Review Summary: CHON treads water for around 36 minutes.
There is a saying that is generally attributed to authors, which is that everyone has a book in them, but very few people have two. Most authors have a tendency to incorporate parts of their own personality or experiences into their characters, subconsciously or not. It tends to make some of their work autobiographical in the sense that they are using their art as a vessel for their own identity. Everyone has their own story to tell. But with music, it’s a bit different. You need time to mesh together as a band, figure out your strengths, weaknesses, master your instrument, find your sound, create a cohesive product, and then continue to work at your art to gradually improve. Of course, there are exceptions to this, but most bands do not write masterpiece after masterpiece from their first album. You can write a thousand pages of a book without improvement from page to page, but it’s hard to make the same comparison to an instrument; if you play the guitar for a thousand hours, you will improve. It is simply the nature of a mechanical skill versus a purely artistic one.
So, how does this relate to CHON? In my eyes, CHON finally carved out their voice and found exactly what they were meant to create on Homey. That perfect blend of beachy, relaxed music with indisputably impressive guitar work, tight drumming, and grooving bass on nearly every track. While they experimented a bit with some electronic-heavy songs such as Nayhoo and Berry Streets, the songs that seem to stand as the culmination of their sound and their identity are tracks such as Checkpoint, No Signal, The Space, Continue?, Here and There, and Waterslide. These songs encapsulate exactly what CHON has been developing towards since their initial EP, running parallel on the lines of math rock, but gradually straying from the realm of technical death metal and into the progressive guitar virtuosity and math-based rhythms that came to bring their sound to its peak in Homey. It practically oozes with the closest thing we will ever to the tangible form of a California summer, and that is an incredible thing.

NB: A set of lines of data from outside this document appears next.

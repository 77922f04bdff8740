//! File-backed resume store, one text file per user

use crate::error::{Result, AtsMatcherError};
use crate::store::{normalize_user, ResumeStore};
use async_trait::async_trait;
use log::debug;
use std::io::Write;
use std::path::{Path, PathBuf};
use tempfile::NamedTempFile;

pub struct FileResumeStore {
    dir: PathBuf,
}

impl FileResumeStore {
    pub fn new(dir: impl Into<PathBuf>) -> Self {
        Self { dir: dir.into() }
    }

    pub fn dir(&self) -> &Path {
        &self.dir
    }

    fn resume_path(&self, user: &str) -> Result<PathBuf> {
        let normalized = normalize_user(user)?;
        Ok(self.dir.join(format!("{}_resume.txt", normalized)))
    }
}

#[async_trait]
impl ResumeStore for FileResumeStore {
    async fn save(&self, user: &str, text: &str) -> Result<()> {
        let path = self.resume_path(user)?;
        let dir = self.dir.clone();
        let text = text.to_string();
        let persist_path = path.clone();

        // Write to a uniquely named temp file in the same directory and
        // rename over the target, so a concurrent load only ever sees a
        // complete previous or current value.
        tokio::task::spawn_blocking(move || -> Result<()> {
            std::fs::create_dir_all(&dir)?;
            let mut tmp = NamedTempFile::new_in(&dir)
                .map_err(|e| AtsMatcherError::Persistence(format!("Failed to create temp file: {}", e)))?;
            tmp.write_all(text.as_bytes())
                .map_err(|e| AtsMatcherError::Persistence(format!("Failed to write resume: {}", e)))?;
            tmp.persist(&persist_path)
                .map_err(|e| AtsMatcherError::Persistence(format!("Failed to persist resume: {}", e)))?;
            Ok(())
        })
        .await
        .map_err(|e| AtsMatcherError::Persistence(format!("Save task failed: {}", e)))??;

        debug!("Saved resume for user at {}", path.display());
        Ok(())
    }

    async fn load(&self, user: &str) -> Result<Option<String>> {
        let path = self.resume_path(user)?;
        match tokio::fs::read_to_string(&path).await {
            Ok(text) => Ok(Some(text)),
            Err(e) if e.kind() == std::io::ErrorKind::NotFound => Ok(None),
            Err(e) => Err(AtsMatcherError::Persistence(format!(
                "Failed to read stored resume {}: {}",
                path.display(),
                e
            ))),
        }
    }
}
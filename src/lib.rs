//! ATS resume matcher library

pub mod config;
pub mod error;
pub mod input;
pub mod store;
pub mod llm;
pub mod processing;
pub mod pipeline;

pub use error::{AtsMatcherError, Result};
pub use config::Config;
pub use pipeline::{AnalysisPipeline, AnalysisReport, AnalysisRequest, ResumeUpload};
pub use processing::response_parser::{AnalysisResult, MatchVerdict, QualificationMatch};
//! Error handling for the ATS matcher library

use thiserror::Error;

#[derive(Error, Debug)]
pub enum AtsMatcherError {
    #[error("IO error: {0}")]
    Io(#[from] std::io::Error),

    #[error("Unsupported resume format: {0}")]
    UnsupportedFormat(String),

    #[error("Document extraction error: {0}")]
    Extraction(String),

    #[error("Completion provider error{}: {message}", fmt_status(.status))]
    Provider {
        status: Option<u16>,
        message: String,
    },

    #[error("Completion provider timed out after {0}s")]
    ProviderTimeout(u64),

    #[error("Completion provider returned no choices")]
    EmptyResponse,

    #[error("Resume persistence error: {0}")]
    Persistence(String),

    #[error("Configuration error: {0}")]
    Configuration(String),

    #[error("Invalid input: {0}")]
    InvalidInput(String),

    #[error("Serialization error: {0}")]
    Serialization(#[from] serde_json::Error),
}

pub type Result<T> = std::result::Result<T, AtsMatcherError>;

fn fmt_status(status: &Option<u16>) -> String {
    match status {
        Some(s) => format!(" (status {})", s),
        None => String::new(),
    }
}

impl AtsMatcherError {
    /// Transient provider failures are safe for a caller to retry.
    pub fn is_transient(&self) -> bool {
        match self {
            AtsMatcherError::ProviderTimeout(_) => true,
            AtsMatcherError::EmptyResponse => true,
            AtsMatcherError::Provider { status, .. } => match status {
                None => true,
                Some(429) => true,
                Some(s) => *s >= 500,
            },
            _ => false,
        }
    }
}
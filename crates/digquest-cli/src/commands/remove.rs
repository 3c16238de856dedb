use std::path::Path;

use digquest_sync::{Find, ForumPost, Location};

use crate::cli::Kind;
use crate::commands::common::open_cache;
use crate::error::CliError;

pub fn run_remove(kind: Kind, id: i64, cache_path: Option<&Path>) -> Result<(), CliError> {
    let cache = open_cache(cache_path)?;

    match kind {
        Kind::Finds => cache.store::<Find>().remove(id)?,
        Kind::Locations => cache.store::<Location>().remove(id)?,
        Kind::Posts => cache.store::<ForumPost>().remove(id)?,
    }

    println!("Removed {id}");
    Ok(())
}
use std::path::PathBuf;

use clap::{Parser, Subcommand, ValueEnum};

#[derive(Parser)]
#[command(name = "digquest")]
#[command(about = "Inspect and maintain the DigQuest client cache")]
#[command(version)]
pub struct Cli {
    #[command(subcommand)]
    pub command: Commands,

    /// Optional path to the local cache file
    #[arg(long, global = true, value_name = "PATH")]
    pub cache_path: Option<PathBuf>,
}

#[derive(Subcommand)]
pub enum Commands {
    /// List cached entries of a kind
    List {
        /// Entity kind to list
        #[arg(value_enum)]
        kind: Kind,
        /// Output as JSON
        #[arg(long)]
        json: bool,
    },
    /// Add or update one entry in the cache after a user action
    Add {
        /// Entity kind to store
        #[arg(value_enum)]
        kind: Kind,
        /// JSON file holding the entity (stdin when omitted)
        #[arg(short, long, value_name = "PATH")]
        input: Option<PathBuf>,
    },
    /// Remove an entry after a server-confirmed delete
    Remove {
        /// Entity kind to remove from
        #[arg(value_enum)]
        kind: Kind,
        /// Server-assigned id
        id: i64,
    },
    /// Wipe a kind's cache, including retired legacy keys
    Clear {
        /// Entity kind to clear
        #[arg(value_enum)]
        kind: Kind,
    },
    /// Merge a server collection into the cache and print the result
    Reconcile {
        /// Entity kind to reconcile
        #[arg(value_enum)]
        kind: Kind,
        /// JSON file holding the server collection (stdin when omitted)
        #[arg(short, long, value_name = "PATH")]
        input: Option<PathBuf>,
        /// Output the merged collection as JSON
        #[arg(long)]
        json: bool,
    },
    /// Shrink an image to upload constraints
    Optimize {
        /// Source image file
        input: PathBuf,
        /// Where to write the optimized image
        #[arg(short, long, value_name = "PATH")]
        output: PathBuf,
        /// Maximum output width in pixels
        #[arg(long, default_value_t = 1200)]
        max_width: u32,
        /// Maximum output height in pixels
        #[arg(long, default_value_t = 1200)]
        max_height: u32,
        /// Initial JPEG quality (0.0 to 1.0)
        #[arg(long, default_value_t = 0.82)]
        quality: f32,
        /// Target upper bound for the output size in bytes
        #[arg(long, default_value_t = 2_500_000)]
        max_bytes: usize,
    },
    /// Generate shell completion scripts
    Completions {
        /// Target shell
        #[arg(value_enum)]
        shell: CompletionShell,
        /// Optional output path (stdout when omitted)
        #[arg(short, long, value_name = "PATH")]
        output: Option<PathBuf>,
    },
}

/// Entity kinds addressable from the command line
#[derive(Clone, Copy, Debug, Eq, PartialEq, ValueEnum)]
pub enum Kind {
    Finds,
    Locations,
    Posts,
}

#[derive(Clone, Copy, Debug, Eq, PartialEq, ValueEnum)]
pub enum CompletionShell {
    Bash,
    Zsh,
    Fish,
}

But this is not an album review for Homey. This is for their self-titled album, CHON. This is the second book. And, unfortunately, it seems the quartet has expended themselves on their former effort. In comparison, the album does not fall short in terms of technicality or groovy math rock, as the band producing anything that isn’t fully laden with these elements is a farce within itself. Hansel and the Camarena brothers are simply too skilled to create something completely unpalatable. Rather, the emotional effectiveness and memorability of this album is hardly present. There are highlights, no doubt; Gift, If, and Petal are all solid tracks that are an enjoyable listen with a few twists and turns in the melodies, but the structure of these songs is one of the primary detractors. They seem to follow an almost rigid pattern in a way that you can predict exactly where the music will go next, which is something rarely felt when listening to the majority of Homey. This sort of structure burdens the album immensely, as part of the appeal of CHON has always been their ability to create melodies that are simultaneously memorable and initially surprising. There are no moments on this album that hit like the riff at 1:24 in The Space or give paradoxically warm chills like the solo in Checkpoint. There are not any particularly bad songs on self-titled, but the album, at many times, feels like an excessively rehearsed jam session that begins and ends before any real progress is made.

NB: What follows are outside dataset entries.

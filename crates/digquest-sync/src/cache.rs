//! Cache service
//!
//! [`Cache`] is the entry point to the synchronization layer: it owns the
//! key-value store, runs pending format migrations once when constructed,
//! and hands out typed [`EntityStore`]s. Callers construct and thread the
//! value explicitly; the crate holds no global state.

use std::path::Path;

use crate::error::Result;
use crate::models::{Entity, Find, ForumPost, Location};
use crate::store::{migrations, EntityStore, KeyValueStore, SqliteKeyValueStore};

/// The client cache for finds, locations, and forum posts
pub struct Cache<S: KeyValueStore = SqliteKeyValueStore> {
    kv: S,
}

impl Cache<SqliteKeyValueStore> {
    /// Open a durable cache at the given path, creating it if it doesn't
    /// exist
    ///
    /// Runs migrations automatically.
    pub fn open(path: impl AsRef<Path>) -> Result<Self> {
        Self::with_store(SqliteKeyValueStore::open(path)?)
    }

    /// Open an in-memory cache (useful for testing)
    pub fn open_in_memory() -> Result<Self> {
        Self::with_store(SqliteKeyValueStore::open_in_memory()?)
    }
}

impl<S: KeyValueStore> Cache<S> {
    /// Wrap an existing key-value store, running pending migrations
    pub fn with_store(kv: S) -> Result<Self> {
        migrations::run(&kv)?;
        Ok(Self { kv })
    }

    /// Typed store for cached finds
    pub fn finds(&self) -> EntityStore<'_, Find> {
        self.store()
    }

    /// Typed store for cached detecting locations
    pub fn locations(&self) -> EntityStore<'_, Location> {
        self.store()
    }

    /// Typed store for cached forum posts
    pub fn posts(&self) -> EntityStore<'_, ForumPost> {
        self.store()
    }

    /// Typed store for any entity kind
    pub fn store<T: Entity>(&self) -> EntityStore<'_, T> {
        EntityStore::new(&self.kv)
    }
}
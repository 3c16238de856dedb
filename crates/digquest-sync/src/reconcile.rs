//! Reconciliation of server collections against the local cache
//!
//! The server owns entity identity: once an id is known to the server, the
//! server's copy of that entity is authoritative. Entities that exist only
//! locally (created offline, or not yet confirmed by a round-trip) are
//! preserved and appended, never discarded.

use std::collections::HashSet;

use crate::error::Result;
use crate::models::Entity;
use crate::store::EntityStore;

impl<T: Entity> EntityStore<'_, T> {
    /// Merge a freshly fetched server collection with the cached one and
    /// persist the result
    ///
    /// Returns the authoritative merged collection: server entities first,
    /// local-only entities appended, deduplicated by id with the server copy
    /// winning. Persisting replaces the stored collection wholesale, which
    /// also trims ids the server no longer returns. When both sides are
    /// empty, storage is not touched at all.
    pub fn reconcile(&self, server: Vec<T>) -> Result<Vec<T>> {
        let mut server = server;
        server.retain(|entity| {
            if entity.id().is_some() {
                true
            } else {
                tracing::warn!(kind = %T::KIND, "dropping server entity without an id");
                false
            }
        });

        let locals = self.list_all()?;
        if server.is_empty() && locals.is_empty() {
            return Ok(Vec::new());
        }

        let server_ids: HashSet<i64> = server.iter().filter_map(Entity::id).collect();
        let local_only = locals
            .into_iter()
            .filter(|entity| !entity.id().is_some_and(|id| server_ids.contains(&id)));

        let mut merged = server;
        merged.extend(local_only);
        if T::KIND.newest_first() {
            merged.sort_by(|a, b| b.created_at().cmp(&a.created_at()));
        }

        self.replace_all(&merged)?;
        Ok(merged)
    }
}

Perhaps the true highlight of the album is Pitch Dark, which represents the greatest deviation from the other tracks because it features, for lack of a better word, a darker tone. It still follows the same CHON-style of melodies that inexplicably sound like they were cut from jagged butter, but has quite a pleasant contrast from what we expect from the band. It feels like this track is set on the same sunny beach as the entirety of Homey, but the melody is rather illuminated by beams of moonlight, as the title somewhat suggests. If there is any song you may find stuck in your head after the album runs its course, I would suspect it would be this. As for the remainder, the tracks incestuously run together to a point where an odd time signature or 7-string sweep hits like a Tempur-Pedic pillow. Yes, the impact is there, but it’s dulled to a point that it feels like a blunt imitation of CHON. Instead of the actual evolution witnessed from Newborn Sun to Grow and from Grow to Homey, there is a lot of unfortunate regression into what can best be described as an album that seemed rushed.

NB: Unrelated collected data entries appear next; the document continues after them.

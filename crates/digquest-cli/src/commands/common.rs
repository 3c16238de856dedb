use std::fs;
use std::io::{self, Read};
use std::path::{Path, PathBuf};

use digquest_sync::{Cache, Entity};

use crate::error::CliError;

/// Resolve the cache file path: explicit flag, or the user cache directory
pub fn resolve_cache_path(explicit: Option<&Path>) -> Result<PathBuf, CliError> {
    if let Some(path) = explicit {
        return Ok(path.to_path_buf());
    }

    let dir = dirs::cache_dir().ok_or(CliError::NoCacheDir)?.join("digquest");
    fs::create_dir_all(&dir)?;
    Ok(dir.join("cache.db"))
}

/// Open the cache at the resolved path, running pending migrations
pub fn open_cache(cache_path: Option<&Path>) -> Result<Cache, CliError> {
    Ok(Cache::open(resolve_cache_path(cache_path)?)?)
}

/// Read JSON input from a file, or stdin when no path is given
pub fn read_input(path: Option<&Path>) -> Result<String, CliError> {
    match path {
        Some(path) => Ok(fs::read_to_string(path)?),
        None => {
            let mut buffer = String::new();
            io::stdin().read_to_string(&mut buffer)?;
            Ok(buffer)
        }
    }
}

/// One-line human-readable summary of a cached entity
///
/// Shows the id, the creation date, and the entity's display label (its
/// `title` or `name` field, whichever the kind carries).
pub fn summary_line<T: Entity>(entity: &T) -> String {
    let id = entity
        .id()
        .map_or_else(|| "-".to_string(), |id| id.to_string());
    let label = serde_json::to_value(entity)
        .ok()
        .and_then(|value| {
            ["title", "name"].iter().find_map(|field| {
                value
                    .get(field)
                    .and_then(|label| label.as_str())
                    .map(str::to_string)
            })
        })
        .unwrap_or_default();

    format!(
        "{id:>6}  {}  {label}",
        entity.created_at().format("%Y-%m-%d %H:%M")
    )
}
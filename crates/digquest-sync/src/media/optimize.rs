//! Client-side image optimization before upload
//!
//! Shrinks a user-selected photo to fit dimension and byte constraints so the
//! upload form never ships a 6 MB camera original. Decode and encode failures
//! propagate to the caller, which decides whether to upload the original or
//! abort.

use std::io::Cursor;

use image::{codecs::jpeg::JpegEncoder, DynamicImage, GenericImageView, ImageFormat};

use crate::error::{Error, Result};

/// Quality decrement applied per re-encode while over the byte cap
const QUALITY_STEP: f32 = 0.08;

/// Lowest JPEG quality the optimizer will go to
const QUALITY_FLOOR: f32 = 0.55;

/// Constraints for pre-upload optimization
#[derive(Debug, Clone, Copy, PartialEq)]
pub struct OptimizeOptions {
    /// Maximum output width in pixels
    pub max_width: u32,
    /// Maximum output height in pixels
    pub max_height: u32,
    /// Initial JPEG quality in `0.0..=1.0`
    pub quality: f32,
    /// Target upper bound for the output size in bytes
    pub max_output_bytes: usize,
}

impl Default for OptimizeOptions {
    fn default() -> Self {
        Self {
            max_width: 1200,
            max_height: 1200,
            quality: 0.82,
            max_output_bytes: 2_500_000,
        }
    }
}

/// Optimized image payload
#[derive(Debug, Clone, PartialEq, Eq)]
pub struct OptimizedImage {
    pub bytes: Vec<u8>,
    pub width: u32,
    pub height: u32,
    pub format: ImageFormat,
    /// True when the source bytes were returned unchanged
    pub unchanged: bool,
}

/// Produce a possibly-smaller replacement for `source` before upload
///
/// The image is resized to fit within `max_width` x `max_height` while
/// preserving aspect ratio; images already inside the bounds are never
/// upscaled. PNG input stays PNG, every other format re-encodes as JPEG at
/// `quality`, reduced in fixed steps down to a floor while the output exceeds
/// `max_output_bytes`. The original bytes are returned whenever optimization
/// would not make the file strictly smaller.
pub fn optimize_image(source: &[u8], options: &OptimizeOptions) -> Result<OptimizedImage> {
    if source.is_empty() {
        return Err(Error::InvalidInput(
            "Image source bytes cannot be empty".to_string(),
        ));
    }
    if options.max_width == 0 || options.max_height == 0 {
        return Err(Error::InvalidInput(
            "Image max dimensions must be greater than zero".to_string(),
        ));
    }

    let source_format = image::guess_format(source)
        .map_err(|error| Error::Image(format!("Failed to sniff source image format: {error}")))?;
    let decoded = image::load_from_memory(source)
        .map_err(|error| Error::Image(format!("Failed to decode source image: {error}")))?;

    let (source_width, source_height) = decoded.dimensions();
    let fits_bounds = source_width <= options.max_width && source_height <= options.max_height;

    // Nothing to do: already inside the bounds and under the byte cap
    if fits_bounds && source.len() <= options.max_output_bytes {
        return Ok(OptimizedImage {
            bytes: source.to_vec(),
            width: source_width,
            height: source_height,
            format: source_format,
            unchanged: true,
        });
    }

    let resized = if fits_bounds {
        decoded
    } else {
        decoded.thumbnail(options.max_width, options.max_height)
    };
    let (width, height) = resized.dimensions();

    let (bytes, format) = if source_format == ImageFormat::Png {
        (encode_png(&resized)?, ImageFormat::Png)
    } else {
        (
            encode_jpeg_under_cap(&resized, options)?,
            ImageFormat::Jpeg,
        )
    };

    // Never hand back something larger than what the user picked
    if bytes.len() >= source.len() {
        return Ok(OptimizedImage {
            bytes: source.to_vec(),
            width: source_width,
            height: source_height,
            format: source_format,
            unchanged: true,
        });
    }

    Ok(OptimizedImage {
        bytes,
        width,
        height,
        format,
        unchanged: false,
    })
}

/// Encode as JPEG, stepping quality down until the byte cap or the floor is
/// reached
fn encode_jpeg_under_cap(image: &DynamicImage, options: &OptimizeOptions) -> Result<Vec<u8>> {
    let mut quality = options.quality.clamp(0.0, 1.0);
    let mut bytes = encode_jpeg(image, quality)?;

    while bytes.len() > options.max_output_bytes && quality - QUALITY_STEP >= QUALITY_FLOOR {
        quality -= QUALITY_STEP;
        bytes = encode_jpeg(image, quality)?;
    }

    Ok(bytes)
}

#[allow(clippy::cast_possible_truncation, clippy::cast_sign_loss)] // quality is clamped to 0.0..=1.0
fn encode_jpeg(image: &DynamicImage, quality: f32) -> Result<Vec<u8>> {
    let mut cursor = Cursor::new(Vec::new());
    let mut encoder = JpegEncoder::new_with_quality(&mut cursor, (quality * 100.0).round() as u8);
    // JPEG has no alpha channel
    encoder
        .encode_image(&image.to_rgb8())
        .map_err(|error| Error::Image(format!("Failed to encode JPEG image: {error}")))?;
    Ok(cursor.into_inner())
}

fn encode_png(image: &DynamicImage) -> Result<Vec<u8>> {
    let mut cursor = Cursor::new(Vec::new());
    image
        .write_to(&mut cursor, ImageFormat::Png)
        .map_err(|error| Error::Image(format!("Failed to encode PNG image: {error}")))?;
    Ok(cursor.into_inner())
}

When I listened to Continue? for the first time, I remember hearing the final solo starting around 2:32 and feeling a strange sense of instant nostalgia, as if this was the last time we would hear the beautiful technicality of the band noodling around on their instruments as incredibly gifted musicians with a penchant for infusing feel-good vibes into every facet of their art. At the time, I was worried that they would delve further down the electronic path to garner more attention from the general public (read: selling out), but instead we were given an album that is simply flat. While I still believe that CHON is not without potential and still has some gas left in the tank, I would be equally unsurprised if Homey is CHON’s magnum opus and, consequently, their one book. A truly great band can create multiple shades of identity. It’s now up to CHON to figure out what that evolution would sound like before they stagnate into reprints of their previous works.